▶ **Try it**:
What lines below contain the word "payload"? Please pull each one out.

[Stored items]
══════════════════════════════

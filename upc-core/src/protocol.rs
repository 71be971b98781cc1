//! Connector <-> distributor control messages, failure reasons and peer protocol variants.

use std::fmt;

use serde::{Deserialize, Serialize};

/// Instance used when the application does not name one.
pub const INSTANCE_DEFAULT: &str = "default";

/// Feature advertised by distributors able to deliver raw bytes messages.
pub const FEATURE_BYTES_MESSAGE: &str = "org.unifiedpush.android.distributor.feature.BYTES_MESSAGE";

/// Protocol variant spoken by a bound distributor. Selected once per binding.
#[derive(Debug, Clone, Copy, PartialEq, Eq, Hash, Serialize, Deserialize)]
#[serde(rename_all = "snake_case")]
pub enum PeerProtocol {
    /// Pre-link distributors: REGISTER is sent directly, without auth token.
    Legacy,
    /// LINK / LINKED handshake issues an auth token before any REGISTER.
    Handshake,
}

/// Messages sent by the connector to the bound distributor.
#[derive(Debug, Clone, PartialEq, Eq, Serialize, Deserialize)]
pub enum OutboundMessage {
    /// Start a handshake; the distributor echoes `link_token` in LINKED.
    Link { link_token: String },
    /// Subscribe one instance. `auth_token` is `None` for legacy distributors.
    /// `features` lists what the application needs from the distributor.
    Register {
        token: String,
        auth_token: Option<String>,
        message_for_peer: Option<String>,
        vapid: Option<String>,
        application: String,
        features: Vec<String>,
    },
    Unregister { token: String, application: String },
    MessageAck { token: String, message_id: String },
}

impl OutboundMessage {
    pub fn kind(&self) -> &'static str {
        match self {
            OutboundMessage::Link { .. } => "LINK",
            OutboundMessage::Register { .. } => "REGISTER",
            OutboundMessage::Unregister { .. } => "UNREGISTER",
            OutboundMessage::MessageAck { .. } => "MESSAGE_ACK",
        }
    }
}

/// Messages received from the distributor.
#[derive(Debug, Clone, PartialEq, Eq, Serialize, Deserialize)]
pub enum InboundMessage {
    Linked {
        link_token: String,
        auth_token: String,
    },
    NewEndpoint {
        token: String,
        endpoint: String,
        message_id: Option<String>,
    },
    /// `reason` is the raw reason code; parsed with [`FailedReason::from_code`].
    RegistrationFailed {
        token: String,
        reason: Option<String>,
    },
    Unregistered {
        token: String,
    },
    Message {
        token: String,
        content: Vec<u8>,
        message_id: Option<String>,
    },
}

impl InboundMessage {
    pub fn kind(&self) -> &'static str {
        match self {
            InboundMessage::Linked { .. } => "LINKED",
            InboundMessage::NewEndpoint { .. } => "NEW_ENDPOINT",
            InboundMessage::RegistrationFailed { .. } => "REGISTRATION_FAILED",
            InboundMessage::Unregistered { .. } => "UNREGISTERED",
            InboundMessage::Message { .. } => "MESSAGE",
        }
    }
}

/// Why a registration failed. Surfaced to the consumer.
#[derive(Debug, Clone, Copy, PartialEq, Eq, Hash, Serialize, Deserialize)]
pub enum FailedReason {
    /// Generic error; registering again directly is fine.
    InternalError,
    /// No network on the distributor side; retry when it is back.
    Network,
    /// The distributor needs the user to interact with it first.
    ActionRequired,
    /// The auth token was refused. Handled internally by re-linking, still reported.
    Unauth,
    /// The distributor requires a VAPID key and none was supplied.
    VapidRequired,
    /// No distributor is bound, or the bound one went away.
    NoPeerSelected,
}

impl FailedReason {
    /// Parse a wire reason code. Unknown or missing codes map to `InternalError`.
    pub fn from_code(code: Option<&str>) -> Self {
        match code {
            Some("NETWORK") => FailedReason::Network,
            Some("ACTION_REQUIRED") => FailedReason::ActionRequired,
            Some("UNAUTH") => FailedReason::Unauth,
            Some("VAPID_REQUIRED") => FailedReason::VapidRequired,
            Some("NO_PEER_SELECTED") | Some("DISTRIBUTOR_NOT_SAVED") => {
                FailedReason::NoPeerSelected
            }
            _ => FailedReason::InternalError,
        }
    }

    pub fn code(&self) -> &'static str {
        match self {
            FailedReason::InternalError => "INTERNAL_ERROR",
            FailedReason::Network => "NETWORK",
            FailedReason::ActionRequired => "ACTION_REQUIRED",
            FailedReason::Unauth => "UNAUTH",
            FailedReason::VapidRequired => "VAPID_REQUIRED",
            FailedReason::NoPeerSelected => "NO_PEER_SELECTED",
        }
    }

    /// Transient failures the caller may retry on its own schedule.
    pub fn is_retryable(&self) -> bool {
        matches!(self, FailedReason::Network | FailedReason::ActionRequired)
    }
}

impl fmt::Display for FailedReason {
    fn fmt(&self, f: &mut fmt::Formatter<'_>) -> fmt::Result {
        f.write_str(self.code())
    }
}

/// Shorten a token for log lines.
pub(crate) fn short(token: &str) -> &str {
    token.get(..8).unwrap_or(token)
}

#[cfg(test)]
mod tests {
    use super::*;

    #[test]
    fn reason_codes_parse() {
        assert_eq!(FailedReason::from_code(Some("NETWORK")), FailedReason::Network);
        assert_eq!(FailedReason::from_code(Some("UNAUTH")), FailedReason::Unauth);
        assert_eq!(
            FailedReason::from_code(Some("VAPID_REQUIRED")),
            FailedReason::VapidRequired
        );
        assert_eq!(
            FailedReason::from_code(Some("ACTION_REQUIRED")),
            FailedReason::ActionRequired
        );
    }

    #[test]
    fn unknown_or_missing_reason_is_internal_error() {
        assert_eq!(FailedReason::from_code(None), FailedReason::InternalError);
        assert_eq!(
            FailedReason::from_code(Some("network")),
            FailedReason::InternalError
        );
        assert_eq!(
            FailedReason::from_code(Some("SOMETHING_NEW")),
            FailedReason::InternalError
        );
    }

    #[test]
    fn legacy_not_saved_code_maps_to_no_peer() {
        assert_eq!(
            FailedReason::from_code(Some("DISTRIBUTOR_NOT_SAVED")),
            FailedReason::NoPeerSelected
        );
    }

    #[test]
    fn code_roundtrips_through_display() {
        for reason in [
            FailedReason::InternalError,
            FailedReason::Network,
            FailedReason::ActionRequired,
            FailedReason::Unauth,
            FailedReason::VapidRequired,
            FailedReason::NoPeerSelected,
        ] {
            assert_eq!(FailedReason::from_code(Some(&reason.to_string())), reason);
        }
    }

    #[test]
    fn only_network_and_action_required_are_transient() {
        assert!(FailedReason::Network.is_retryable());
        assert!(FailedReason::ActionRequired.is_retryable());
        assert!(!FailedReason::InternalError.is_retryable());
        assert!(!FailedReason::Unauth.is_retryable());
        assert!(!FailedReason::VapidRequired.is_retryable());
        assert!(!FailedReason::NoPeerSelected.is_retryable());
    }

    #[test]
    fn short_token_never_panics() {
        assert_eq!(short("abc"), "abc");
        assert_eq!(short("0123456789abcdef"), "01234567");
        assert_eq!(short("ééééé"), "éééé");
    }
}
//! Unix-socket transport to distributors: one framed connection per distributor,
//! reconnecting while the daemon runs.

use std::collections::HashMap;
use std::sync::Arc;
use std::time::Duration;

use parking_lot::Mutex;
use tokio::io::{AsyncReadExt, AsyncWriteExt};
use tokio::net::unix::{OwnedReadHalf, OwnedWriteHalf};
use tokio::net::UnixStream;
use tokio::sync::mpsc;
use tokio::task::JoinHandle;
use upc_core::{InboundMessage, OutboundMessage, Transport};

use crate::config::DistributorConfig;
use crate::service::Service;
use crate::wire::{self, FrameDecodeError, LEN_SIZE};

const RECONNECT_DELAY: Duration = Duration::from_secs(5);
const READ_CHUNK: usize = 8192;

/// Routes engine sends to the writer task of the matching connection.
#[derive(Default)]
pub struct SocketTransport {
    senders: Mutex<HashMap<String, mpsc::UnboundedSender<OutboundMessage>>>,
}

impl SocketTransport {
    pub fn new() -> Self {
        Self::default()
    }

    fn attach(&self, peer_id: &str, tx: mpsc::UnboundedSender<OutboundMessage>) {
        self.senders.lock().insert(peer_id.to_string(), tx);
    }

    fn detach(&self, peer_id: &str) {
        self.senders.lock().remove(peer_id);
    }
}

impl Transport for SocketTransport {
    fn send(&self, peer_id: &str, message: OutboundMessage) {
        let senders = self.senders.lock();
        match senders.get(peer_id) {
            Some(tx) => {
                if tx.send(message).is_err() {
                    log::warn!("connection to {} closing, message dropped", peer_id);
                }
            }
            None => log::warn!("{} to {} dropped: not connected", message.kind(), peer_id),
        }
    }
}

/// What to do each time the connection comes up.
#[derive(Debug, Clone)]
pub struct AutoRegister {
    pub instance: String,
    pub vapid: Option<String>,
    pub features: Vec<String>,
}

/// Live connection: unroutes the peer and stops its writer when dropped, including
/// when the connection task is aborted.
struct Attached<'a> {
    transport: &'a SocketTransport,
    peer_id: &'a str,
    writer: JoinHandle<()>,
}

impl Drop for Attached<'_> {
    fn drop(&mut self) {
        self.transport.detach(self.peer_id);
        self.writer.abort();
    }
}

/// Keep a connection to `distributor` open. On every connect the peer is (re)bound and
/// the configured instance registered, then inbound frames are fed to the engine.
pub async fn run_connection(
    distributor: DistributorConfig,
    transport: Arc<SocketTransport>,
    service: Arc<Service>,
    auto: AutoRegister,
) {
    loop {
        match UnixStream::connect(&distributor.socket).await {
            Ok(stream) => {
                log::info!("connected to {} at {}", distributor.id, distributor.socket.display());
                let (reader, writer) = stream.into_split();
                let (tx, rx) = mpsc::unbounded_channel();
                transport.attach(&distributor.id, tx);
                let _attached = Attached {
                    transport: &transport,
                    peer_id: &distributor.id,
                    writer: tokio::spawn(write_frames(writer, rx)),
                };

                let id = distributor.id.clone();
                let protocol = distributor.protocol;
                service.run(move |c| c.bind_peer(&id, protocol)).await;
                if let Err(e) = service
                    .register(
                        auto.instance.clone(),
                        None,
                        auto.vapid.clone(),
                        auto.features.clone(),
                    )
                    .await
                {
                    log::error!("register {} failed: {}", auto.instance, e);
                }

                if let Err(e) = read_frames(reader, &distributor.id, &service).await {
                    log::warn!("connection to {} lost: {}", distributor.id, e);
                }
            }
            Err(e) => log::debug!("cannot reach {}: {}", distributor.id, e),
        }
        tokio::time::sleep(RECONNECT_DELAY).await;
    }
}

async fn write_frames(mut writer: OwnedWriteHalf, mut rx: mpsc::UnboundedReceiver<OutboundMessage>) {
    while let Some(msg) = rx.recv().await {
        let frame = match wire::encode_frame(&msg) {
            Ok(f) => f,
            Err(e) => {
                log::warn!("cannot encode {}: {}", msg.kind(), e);
                continue;
            }
        };
        if writer.write_all(&frame).await.is_err() || writer.flush().await.is_err() {
            break;
        }
    }
}

async fn read_frames(
    mut reader: OwnedReadHalf,
    peer_id: &str,
    service: &Service,
) -> anyhow::Result<()> {
    let mut buf = Vec::new();
    let mut chunk = vec![0u8; READ_CHUNK];
    loop {
        loop {
            match wire::decode_frame::<InboundMessage>(&buf) {
                Ok((msg, used)) => {
                    buf.drain(..used);
                    log::debug!("{} from {}", msg.kind(), peer_id);
                    let from = peer_id.to_string();
                    service.run(move |c| c.handle(&from, msg)).await;
                }
                Err(FrameDecodeError::NeedMore) => break,
                Err(FrameDecodeError::Decode(e)) => {
                    // The whole frame is buffered; skip it.
                    let len = wire::frame_len([buf[0], buf[1], buf[2], buf[3]])?;
                    buf.drain(..LEN_SIZE + len);
                    log::warn!("undecodable frame from {}: {}", peer_id, e);
                }
                Err(e) => return Err(e.into()),
            }
        }
        let n = reader.read(&mut chunk).await?;
        if n == 0 {
            anyhow::bail!("closed by peer");
        }
        buf.extend_from_slice(&chunk[..n]);
    }
}

#[cfg(test)]
mod tests {
    use super::*;
    use tokio::net::UnixListener;
    use upc_core::{
        Connector, ConnectorConfig, DefaultKeyManager, PeerProtocol, PushEvent, Store,
    };

    async fn read_outbound(stream: &mut UnixStream) -> OutboundMessage {
        let mut header = [0u8; LEN_SIZE];
        stream.read_exact(&mut header).await.unwrap();
        let mut payload = vec![0u8; wire::frame_len(header).unwrap()];
        stream.read_exact(&mut payload).await.unwrap();
        bincode::deserialize(&payload).unwrap()
    }

    async fn write_inbound(stream: &mut UnixStream, msg: &InboundMessage) {
        stream
            .write_all(&wire::encode_frame(msg).unwrap())
            .await
            .unwrap();
    }

    #[test]
    fn send_without_connection_is_dropped() {
        let t = SocketTransport::new();
        t.send("nobody", OutboundMessage::Link { link_token: "x".into() });
        assert!(t.senders.lock().is_empty());
    }

    #[tokio::test]
    async fn handshake_register_and_ack_over_socket() {
        let dir = tempfile::tempdir().unwrap();
        let socket = dir.path().join("dist.sock");
        let listener = UnixListener::bind(&socket).unwrap();

        let store = Arc::new(Store::in_memory());
        let keys = Arc::new(DefaultKeyManager::plain(Arc::clone(&store)));
        let connector = Arc::new(Connector::new(store, keys, ConnectorConfig::default()));
        let transport = Arc::new(SocketTransport::new());
        let (service, mut events) = Service::new(connector, transport.clone());

        tokio::spawn(run_connection(
            DistributorConfig {
                id: "dist".into(),
                socket: socket.clone(),
                protocol: PeerProtocol::Handshake,
                features: Vec::new(),
            },
            transport.clone(),
            Arc::new(service),
            AutoRegister {
                instance: "default".into(),
                vapid: None,
                features: Vec::new(),
            },
        ));

        let exchange = async {
            let (mut peer, _) = listener.accept().await.unwrap();
            let link_token = match read_outbound(&mut peer).await {
                OutboundMessage::Link { link_token } => link_token,
                other => panic!("expected LINK, got {:?}", other),
            };
            write_inbound(
                &mut peer,
                &InboundMessage::Linked {
                    link_token,
                    auth_token: "auth".into(),
                },
            )
            .await;
            let token = match read_outbound(&mut peer).await {
                OutboundMessage::Register {
                    token, auth_token, ..
                } => {
                    assert_eq!(auth_token.as_deref(), Some("auth"));
                    token
                }
                other => panic!("expected REGISTER, got {:?}", other),
            };
            write_inbound(
                &mut peer,
                &InboundMessage::NewEndpoint {
                    token: token.clone(),
                    endpoint: "https://push/abc".into(),
                    message_id: Some("m1".into()),
                },
            )
            .await;
            assert_eq!(
                read_outbound(&mut peer).await,
                OutboundMessage::MessageAck {
                    token,
                    message_id: "m1".into()
                }
            );
            match events.recv().await {
                Some(PushEvent::NewEndpoint { instance, endpoint }) => {
                    assert_eq!(instance, "default");
                    assert_eq!(endpoint.url, "https://push/abc");
                }
                other => panic!("expected endpoint event, got {:?}", other),
            }
        };
        tokio::time::timeout(Duration::from_secs(10), exchange)
            .await
            .expect("exchange timed out");
    }
}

══════════════════════════════

▶ **Task result**:
        let mut payload = vec![0u8; wire::frame_len(header).unwrap()];
        stream.read_exact(&mut payload).await.unwrap();
        bincode::deserialize(&payload).unwrap()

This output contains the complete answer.